DPM: disintegration per minute, SD: standard deviation, MV: mean value, *: outlier, failed Nalimov; TS: test substance

Interpretation of results:
not sensitising
Remarks:
Migrated information Criteria used for interpretation of results: EU
Conclusions:
CLP: not classified
DSD: not classified
Endpoint conclusion
Endpoint conclusion:
no adverse effect observed (not sensitising)
Additional information:
Migrated from Short description of key information:
Skin sensitisation (OECD 429, LLNA): not sensitising

Justification for selection of skin sensitisation endpoint:
There is only one study available.

Respiratory sensitisation

Endpoint conclusion
Endpoint conclusion:
no study available
Additional information:

Skin

A GLP-compliant skin sensitisation study (LLNA) was performed with silicon orthophosphate according to OECD 429 (Lütkenhaus, 2012).

In order to determine the highest tolerated and not excessively irritant test concentration, a prescreen test was performed in 6 animals which was conducted under the same conditions as the main study, except there was no assessment of lymph node proliferation.Two animals each were treated with 12.5, 25 and 50% test substance concentration, respectively. Three further animals were treated with 100% vehicle alone (acetone/olive oil). No signs of systemic toxicity, but signs of excessive local irritation at the application site were observed in animals treated with 25 and 50 % test substance concentration. Neither signs of systemic toxicity nor signs of excessive irritation at the application site could be detected in any other animal. No changes in ear thickness measurements were observed over the six day treatment. All animals showed the expected weight development.

Therefore, 3.125, 6.25 and 12.5% of the test substance (in acetone/olive oil (4:1, v/v) were applied in the main study in a total dose of 25 µl to each ear of 5 female CBA/CaOlaHsD mice each on three consecutive days. On day 6 of the experiment, 3H-methyl thymidine (3H-TdR) was injected into the tail vein of each experimental mouse. Approximately five hours later all animals were killed and the draining auricular lymph node of each ear was excised into PBS and a single cell suspension was prepared which was precipitated with trichloroacetic acid in preparation for scintillation. The mean DPM/animal value determined for the vehicle control group was 962 DPM. For the experimental groups treated with test substance concentrations of 3.125, 6.25 and 12.5%, values of 1463, 2081 and 2431 DPM, respectively, were found revealing SI values of 1.5, 2.2 and 2.6, respectively.
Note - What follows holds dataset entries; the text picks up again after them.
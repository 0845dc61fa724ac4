// Copyright (c) 2025 TexasFortress.AI
// This Source Code Form is subject to the terms of the Mozilla Public
// License, v. 2.0. If a copy of the MPL was not distributed with this
// file, You can obtain one at http://mozilla.org/MPL/2.0/.

//! Assigns Inbox messages to a smart-tab category (§4.8). Pure and
//! synchronous: storage/cache side effects belong to the caller.

use crate::domain::{Category, ClassificationRule, RuleType};

const PROMOTIONS: &[&str] = &[
    "unsubscribe",
    "opt-out",
    "% off",
    "sale",
    "discount",
    "coupon",
    "newsletter",
    "no-reply",
];

const SOCIAL: &[&str] = &[
    "facebook",
    "twitter",
    "linkedin",
    "instagram",
    "pinterest",
    "tiktok",
    "youtube",
    "friend request",
    "follower",
];

const UPDATES: &[&str] = &[
    "receipt",
    "invoice",
    "order",
    "confirmation",
    "tracking",
    "shipped",
    "delivered",
    "security alert",
    "verify",
    "appointment",
    "booking",
];

pub struct ClassifyInput<'a> {
    pub from_address: &'a str,
    pub subject: &'a str,
    pub content: &'a str,
}

/// Rules first, then default keyword sets in order promotions -> social ->
/// updates, else `Primary` (§4.8).
pub fn classify(input: &ClassifyInput, rules: &[ClassificationRule]) -> Category {
    if let Some(rule) = rules.iter().find(|r| rule_matches(r, input)) {
        return rule.category;
    }

    let from = input.from_address.to_lowercase();
    let subject = input.subject.to_lowercase();
    let content = input.content.to_lowercase();
    let haystacks = [from.as_str(), subject.as_str(), content.as_str()];

    if haystacks.iter().any(|h| PROMOTIONS.iter().any(|kw| h.contains(kw))) {
        return Category::Promotions;
    }
    if haystacks.iter().any(|h| SOCIAL.iter().any(|kw| h.contains(kw))) {
        return Category::Social;
    }
    if haystacks.iter().any(|h| UPDATES.iter().any(|kw| h.contains(kw))) {
        return Category::Updates;
    }
    Category::Primary
}

fn rule_matches(rule: &ClassificationRule, input: &ClassifyInput) -> bool {
    let value = rule.value.to_lowercase();
    match rule.rule_type {
        RuleType::From => input.from_address.to_lowercase().contains(&value),
        RuleType::Subject => input.subject.to_lowercase().contains(&value),
        RuleType::Content => input.content.to_lowercase().contains(&value),
    }
}

/// Generic consumer providers where learning by full address makes more
/// sense than by domain (§4.8 "Learning").
const GENERIC_DOMAINS: &[&str] =
    &["gmail.com", "yahoo.com", "outlook.com", "hotmail.com", "icloud.com", "aol.com"];

/// Returns the value a learned `from` rule should key on: the domain for a
/// business sender, the full address for a generic consumer provider.
pub fn learning_key_for_sender(from_address: &str) -> String {
    let lower = from_address.to_lowercase();
    match lower.split('@').nth(1) {
        Some(domain) if GENERIC_DOMAINS.contains(&domain) => lower,
        Some(domain) => domain.to_string(),
        None => lower,
    }
}

#[cfg(test)]
mod tests {
    use super::*;

    fn input<'a>(from: &'a str, subject: &'a str, content: &'a str) -> ClassifyInput<'a> {
        ClassifyInput { from_address: from, subject, content }
    }

    #[test]
    fn user_rule_dominates_keywords() {
        let rules = vec![ClassificationRule {
            user: "u".into(),
            category: Category::Primary,
            rule_type: RuleType::From,
            value: "newsletter@example.com".into(),
        }];
        let got = classify(&input("newsletter@example.com", "50% off sale", ""), &rules);
        assert_eq!(got, Category::Primary);
    }

    #[test]
    fn promotions_keyword_wins_before_social() {
        let got = classify(&input("a@b.com", "Unsubscribe from our Facebook updates", ""), &[]);
        assert_eq!(got, Category::Promotions);
    }

    #[test]
    fn social_keyword_detected() {
        let got = classify(&input("notify@linkedin.com", "You have a new connection", ""), &[]);
        assert_eq!(got, Category::Social);
    }

    #[test]
    fn updates_keyword_detected() {
        let got = classify(&input("shop@store.com", "Your order has shipped", ""), &[]);
        assert_eq!(got, Category::Updates);
    }

    #[test]
    fn default_is_primary() {
        let got = classify(&input("friend@example.com", "Dinner Friday?", ""), &[]);
        assert_eq!(got, Category::Primary);
    }

    #[test]
    fn learning_key_uses_domain_for_business_sender() {
        assert_eq!(learning_key_for_sender("billing@acme-corp.com"), "acme-corp.com");
    }

    #[test]
    fn learning_key_uses_full_address_for_generic_provider() {
        assert_eq!(learning_key_for_sender("jane.doe@gmail.com"), "jane.doe@gmail.com");
    }
}
// Copyright (c) 2025 TexasFortress.AI
// This Source Code Form is subject to the terms of the Mozilla Public
// License, v. 2.0. If a copy of the MPL was not distributed with this
// file, You can obtain one at http://mozilla.org/MPL/2.0/.

// Standard library imports
use std::{
    pin::Pin,
    future::Future,
    fmt::Debug,
    borrow::Cow,
    sync::Arc,
    time::Duration,
};

// Async runtime and utilities
use async_trait::async_trait;
use futures_util::stream::TryStreamExt;
use futures_util::future::BoxFuture;
use log::{debug, error, info, warn};

// IMAP types and client
use async_imap::{
    // Client struct is likely private or needs specific feature flags
    // client::Client as AsyncImapClient,
    types::{
        Fetch, Flag as AsyncImapFlag, Name as AsyncImapName, Mailbox as AsyncImapMailbox,
        UnsolicitedResponse,
        // Remove unresolved imports
        // Address as AsyncImapAddress, 
        // Envelope as AsyncImapEnvelope, 
        Flag,
    },
    Session as AsyncImapSession,
};

// imap_types imports removed - all were unused

// Local types
use crate::imap::client::ImapClient; // Correct path for ImapClient
use crate::imap::{
    types::{Email, FlagOperation, SearchCriteria, Address, Envelope as ImapEnvelope},
    error::ImapError,
};

// TLS Stream types
use tokio::net::TcpStream as TokioTcpStream;
use tokio_util::compat::TokioAsyncReadCompatExt;
use tokio_native_tls;
use tokio_native_tls::native_tls;
use tokio_native_tls::TlsConnector;
use tokio::sync::Mutex as TokioMutex;

// Type aliases
pub type TlsCompatibleStream = tokio_util::compat::Compat<tokio_native_tls::TlsStream<TokioTcpStream>>;
pub type TlsImapSession = async_imap::Session<TlsCompatibleStream>;
pub type ImapSessionFactory = Box<dyn Fn() -> Pin<Box<dyn Future<Output = Result<TlsImapSession, ImapError>> + Send>> + Send + Sync>;

// Define a constant for the delimiter
pub const DEFAULT_MAILBOX_DELIMITER: &str = "/";

/// Trait defining asynchronous IMAP operations
#[async_trait]
pub trait AsyncImapOps: Send + Sync + Debug {
    /// Logs in the user with the given credentials
    async fn login(&self, username: &str, password: &str) -> Result<(), ImapError>;

    /// Logs out the current session
    async fn logout(&self) -> Result<(), ImapError>;

    /// Lists all folders in the mailbox (returns flat list of folder names for backward compatibility)
    async fn list_folders(&self) -> Result<Vec<String>, ImapError>;

    /// Lists all folders with hierarchical structure and metadata
    async fn list_folders_hierarchical(&self) -> Result<Vec<crate::imap::types::Folder>, ImapError>;
    
    /// Creates a new folder with the given name
    async fn create_folder(&self, name: &str) -> Result<(), ImapError>;
    
    /// Deletes an existing folder
    async fn delete_folder(&self, name: &str) -> Result<(), ImapError>;
    
    /// Renames a folder from old_name to new_name
    async fn rename_folder(&self, old_name: &str, new_name: &str) -> Result<(), ImapError>;
    
    /// Selects a folder for subsequent operations
    async fn select_folder(&self, name: &str) -> Result<(), ImapError>;
    
    /// Searches for emails matching the given criteria (string-based for backward compatibility)
    async fn search_emails(&self, criteria: &str) -> Result<Vec<u32>, ImapError>;

    /// Searches for emails using structured search criteria
    async fn search_emails_structured(&self, criteria: &SearchCriteria) -> Result<Vec<u32>, ImapError>;
    
    /// Fetches emails with the given UIDs
    async fn fetch_emails(&self, uids: &[u32]) -> Result<Vec<Email>, ImapError>;
    
    /// Moves an email from one folder to another
    async fn move_email(&self, uid: u32, from_folder: &str, to_folder: &str) -> Result<(), ImapError>;
    
    /// Stores flags for the given email UIDs
    async fn store_flags(&self, uids: &[u32], operation: FlagOperation, flags: &[String]) -> Result<(), ImapError>;
    
    /// Appends an email to the specified folder
    async fn append(&self, folder: &str, content: &[u8], flags: &[String]) -> Result<(), ImapError>;
    
    /// Fetches the raw message content for a given UID
    async fn fetch_raw_message(&self, uid: u32) -> Result<Vec<u8>, ImapError>;

    /// Permanently removes messages marked with the \Deleted flag
    async fn expunge(&self) -> Result<(), ImapError>;

    /// Copy messages to another folder (for atomic operations)
    async fn copy_messages(&self, uids: &[u32], to_folder: &str) -> Result<(), ImapError>;

    /// Batch move messages atomically from one folder to another
    async fn move_messages(&self, uids: &[u32], from_folder: &str, to_folder: &str) -> Result<(), ImapError>;

    /// Mark messages as deleted (sets \Deleted flag)
    async fn mark_as_deleted(&self, uids: &[u32]) -> Result<(), ImapError>;

    /// Delete messages (mark as deleted and expunge)
    async fn delete_messages(&self, uids: &[u32]) -> Result<(), ImapError>;

    /// Undelete messages (removes \Deleted flag)
    async fn undelete_messages(&self, uids: &[u32]) -> Result<(), ImapError>;

    /// Send NOOP command (keeps connection alive and checks for updates)
    async fn noop(&self) -> Result<(), ImapError>;
}

// Wrapper definition using Arc<Mutex<...>>
#[derive(Debug, Clone)] // Add Clone
pub struct AsyncImapSessionWrapper {
    // Wrap the session in Arc<Mutex> for interior mutability
    session: Arc<TokioMutex<TlsImapSession>>,
    // Track currently selected folder for atomic operations
    current_folder: Arc<TokioMutex<Option<String>>>,
    // Timeout for APPEND operations (configurable to handle slow servers)
    append_timeout: Duration,
}

impl AsyncImapSessionWrapper {
    pub fn new(session: TlsImapSession) -> Self {
        Self::with_append_timeout(session, Duration::from_secs(35))
    }

    pub fn with_append_timeout(session: TlsImapSession, append_timeout: Duration) -> Self {
        Self {
            // Create the Arc<Mutex<>> here
            session: Arc::new(TokioMutex::new(session)),
            current_folder: Arc::new(TokioMutex::new(None)),
            append_timeout,
        }
    }

    pub async fn connect(
        server: &str,
        port: u16,
        username: Arc<String>,
        password: Arc<String>,
        append_timeout: Duration,
    ) -> Result<Self, ImapError> {
        // Create TLS connector
        let tls_builder = native_tls::TlsConnector::builder();
        let tls = tls_builder
            .build()
            .map_err(|e| ImapError::Tls(e.to_string()))?;
        let tls_connector = TlsConnector::from(tls);

        // Connect to server via TCP
        let addr = format!("{}:{}", server, port);
        let tcp_stream = TokioTcpStream::connect(&addr)
            .await
            .map_err(|e| ImapError::Connection(e.to_string()))?;

        // Set socket-level timeouts to ensure blocking I/O operations timeout
        // This is CRITICAL for IMAP APPEND operations which may block indefinitely
        info!("Setting socket timeouts: read={:?}, write={:?}", append_timeout, append_timeout);

        // Convert to std::net::TcpStream to set SO_RCVTIMEO and SO_SNDTIMEO
        let std_stream = tcp_stream.into_std()
            .map_err(|e| ImapError::Connection(format!("Failed to convert to std stream: {}", e)))?;

        std_stream.set_read_timeout(Some(append_timeout))
            .map_err(|e| ImapError::Connection(format!("Failed to set read timeout: {}", e)))?;
        std_stream.set_write_timeout(Some(append_timeout))
            .map_err(|e| ImapError::Connection(format!("Failed to set write timeout: {}", e)))?;

        // Convert back to tokio::net::TcpStream
        let tcp_stream = TokioTcpStream::from_std(std_stream)
            .map_err(|e| ImapError::Connection(format!("Failed to convert back to tokio stream: {}", e)))?;

        // Implicit TLS on 993; every other port greets in plaintext then STARTTLS (per §4.3).
        let session = if port == crate::imap::client::IMPLICIT_TLS_PORT {
            let tls_stream = tls_connector
                .connect(server, tcp_stream)
                .await
                .map_err(|e| ImapError::Tls(e.to_string()))?;
            let client = async_imap::Client::new(tls_stream.compat());
            client.login(&*username, &*password).await.map_err(|(err, _client)| Self::login_error(err))?
        } else {
            let plaintext_client = async_imap::Client::new(tcp_stream.compat());
            let (_greeting, plaintext_client) = plaintext_client
                .read_greeting()
                .await
                .map_err(ImapError::from)?;
            let tls_stream = plaintext_client
                .secure(server, &tls_connector)
                .await
                .map_err(ImapError::from)?;
            tls_stream.login(&*username, &*password).await.map_err(|(err, _client)| Self::login_error(err))?
        };

        Ok(Self::with_append_timeout(session, append_timeout))
    }

    fn login_error(err: async_imap::error::Error) -> ImapError {
        match err {
            async_imap::error::Error::No(msg) | async_imap::error::Error::Bad(msg) => {
                ImapError::Auth(format!("Login failed: {}", msg))
            }
            _ => ImapError::Auth(format!("Login failed: {:?}", err)),
        }
    }

    /// Get the currently selected folder
    pub async fn current_folder(&self) -> Option<String> {
        let folder_guard = self.current_folder.lock().await;
        folder_guard.clone()
    }

    /// Ensure a specific folder is selected (optimization to avoid redundant SELECTs)
    pub async fn ensure_folder_selected(&self, folder: &str) -> Result<(), ImapError> {
        let current = self.current_folder().await;

        if current.as_deref() != Some(folder) {
            // Need to select the folder
            let mut session_guard = self.session.lock().await;
            session_guard.select(folder).await.map_err(ImapError::from)?;
            drop(session_guard);

            // Update tracked state
            let mut folder_guard = self.current_folder.lock().await;
            *folder_guard = Some(folder.to_string());
        }

        Ok(())
    }
}
use std::time::Duration;

use mailbridge::prelude::HotCache;

#[tokio::test]
async fn entries_expire_after_their_ttl() {
    let cache = HotCache::new();
    cache.set("k", &"v".to_string(), Duration::from_millis(20));
    assert_eq!(cache.get::<String>("k"), Some("v".to_string()));

    tokio::time::sleep(Duration::from_millis(60)).await;
    assert_eq!(cache.get::<String>("k"), None);
}

#[test]
fn message_invalidation_clears_both_object_and_list_keys() {
    let cache = HotCache::new();
    let obj_key = HotCache::mail_obj_key("alice", "uid-1-Inbox");
    let list_key = HotCache::list_key("alice", "Inbox", "primary");

    cache.set_no_ttl(obj_key.clone(), &"cached".to_string());
    cache.set_no_ttl(list_key.clone(), &vec!["uid-1-Inbox".to_string()]);

    cache.invalidate_message("alice", "uid-1-Inbox", "Inbox");

    assert!(!cache.contains(&obj_key));
    assert!(!cache.contains(&list_key));
}
// Copyright (c) 2025 TexasFortress.AI
// This Source Code Form is subject to the terms of the Mozilla Public
// License, v. 2.0. If a copy of the MPL was not distributed with this
// file, You can obtain one at http://mozilla.org/MPL/2.0/.

//! Crate-wide error type for the bridge.

use thiserror::Error;

use crate::imap::error::ImapError;

pub type BridgeResult<T> = Result<T, BridgeError>;

/// One flat enum covering every failure domain a caller can observe, per §7.
#[derive(Debug, Error)]
pub enum BridgeError {
    /// Credentials missing or rejected by the remote server.
    #[error("authentication required: {0}")]
    AuthRequired(String),

    /// Local storage or hot cache unreachable.
    #[error("bridge offline: {0}")]
    BridgeOffline(String),

    /// Transport reset or read timeout talking to the remote server.
    #[error("remote transient error: {0}")]
    RemoteTransient(String),

    /// Remote server reports too many simultaneous connections.
    #[error("remote overloaded: {0}")]
    RemoteOverloaded(String),

    /// Read-path poll exhausted without a fresh row appearing.
    #[error("fetch timed out waiting for hydration")]
    FetchTimeout,

    /// Requested id/uid absent both locally and on the remote.
    #[error("not found: {0}")]
    NotFound(String),

    /// Malformed request body or parameters.
    #[error("validation error: {0}")]
    ValidationError(String),

    /// Backing store unreachable at connect time.
    #[error("persistence unavailable: {0}")]
    PersistenceUnavailable(String),
}

impl BridgeError {
    /// Maps the error to the HTTP status code its wire-facing edge would use (§6/§7).
    pub fn http_status(&self) -> u16 {
        match self {
            BridgeError::AuthRequired(_) => 401,
            BridgeError::BridgeOffline(_) => 503,
            BridgeError::RemoteTransient(_) => 502,
            BridgeError::RemoteOverloaded(_) => 503,
            BridgeError::FetchTimeout => 408,
            BridgeError::NotFound(_) => 404,
            BridgeError::ValidationError(_) => 400,
            BridgeError::PersistenceUnavailable(_) => 503,
        }
    }
}

impl From<ImapError> for BridgeError {
    fn from(err: ImapError) -> Self {
        match err {
            ImapError::Auth(msg) => BridgeError::AuthRequired(msg),
            ImapError::Timeout(msg) => BridgeError::RemoteTransient(msg),
            ImapError::Connection(msg) | ImapError::Tls(msg) | ImapError::Io(msg) => {
                BridgeError::RemoteTransient(msg)
            }
            ImapError::EmailNotFound(ids) => BridgeError::NotFound(ids),
            ImapError::FolderNotFound(folder) => BridgeError::NotFound(folder),
            ImapError::Validation(msg) | ImapError::InvalidCriteria(msg) => {
                BridgeError::ValidationError(msg)
            }
            other => BridgeError::RemoteTransient(other.to_string()),
        }
    }
}

impl From<sqlx::Error> for BridgeError {
    fn from(err: sqlx::Error) -> Self {
        BridgeError::PersistenceUnavailable(err.to_string())
    }
}

#[cfg(test)]
mod tests {
    use super::*;

    #[test]
    fn fetch_timeout_maps_to_408() {
        assert_eq!(BridgeError::FetchTimeout.http_status(), 408);
    }

    #[test]
    fn not_found_maps_to_404() {
        assert_eq!(BridgeError::NotFound("x".into()).http_status(), 404);
    }

    #[test]
    fn validation_error_maps_to_400() {
        assert_eq!(BridgeError::ValidationError("bad".into()).http_status(), 400);
    }

    #[test]
    fn overloaded_and_persistence_unavailable_map_to_503() {
        assert_eq!(BridgeError::RemoteOverloaded("x".into()).http_status(), 503);
        assert_eq!(BridgeError::PersistenceUnavailable("x".into()).http_status(), 503);
    }

    #[test]
    fn imap_auth_error_converts_to_auth_required() {
        let imap_err = ImapError::Auth("bad password".to_string());
        let bridge_err: BridgeError = imap_err.into();
        assert!(matches!(bridge_err, BridgeError::AuthRequired(_)));
    }
}
// Copyright (c) 2025 TexasFortress.AI
// This Source Code Form is subject to the terms of the Mozilla Public
// License, v. 2.0. If a copy of the MPL was not distributed with this
// file, You can obtain one at http://mozilla.org/MPL/2.0/.

use dotenvy::dotenv;
use log::{error, info};

use mailbridge::config::Settings;
use mailbridge::domain::UserConfig;
use mailbridge::engine::Engine;

#[tokio::main]
async fn main() -> std::io::Result<()> {
    dotenv().ok();
    env_logger::init_from_env(env_logger::Env::new().default_filter_or("info"));
    info!("starting mail bridge...");

    let settings = match Settings::new(None) {
        Ok(s) => s,
        Err(e) => {
            error!("failed to load application settings: {:?}", e);
            panic!("configuration loading failed: {:?}", e);
        }
    };

    info!("remote config: host={}, port={}, user={}", settings.remote.host, settings.remote.port, settings.remote.user);

    let engine = Engine::new(&settings)
        .await
        .map_err(|e| std::io::Error::other(e.to_string()))?;

    let user_cfg = UserConfig {
        user: settings.remote.user.clone(),
        remote_host: settings.remote.host.clone(),
        remote_port: settings.remote.port,
        remote_user: settings.remote.user.clone(),
        remote_pass: settings.remote.pass.clone(),
        submission_host: settings.submission.host.clone(),
        submission_port: settings.submission.port,
        use_tls: true,
        setup_complete: false,
        last_sync: None,
    };

    engine
        .register_user(&user_cfg)
        .await
        .map_err(|e| std::io::Error::other(e.to_string()))?;
    engine.spawn_idle_ping();

    info!("bridge running for user {}", user_cfg.user);

    tokio::signal::ctrl_c().await?;
    info!("shutdown signal received, draining...");
    engine.shutdown().await;

    Ok(())
}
An EC3 value (derived by linear interpolation) could not be calculated as the stimulation indices of all concentrations were below 3. The means of the ear thickness per group showed no significant difference compared to the negative control. Under the conditions of this test, the test substance was considered to be not skin sensitising.

Justification for classification or non-classification

The available data on skin sensitisation of the test substance do not meet the criteria for classification according to Regulation (EC) 1272/2008 or Directive 67/548/EEC, and are therefore conclusive but not sufficient for classification.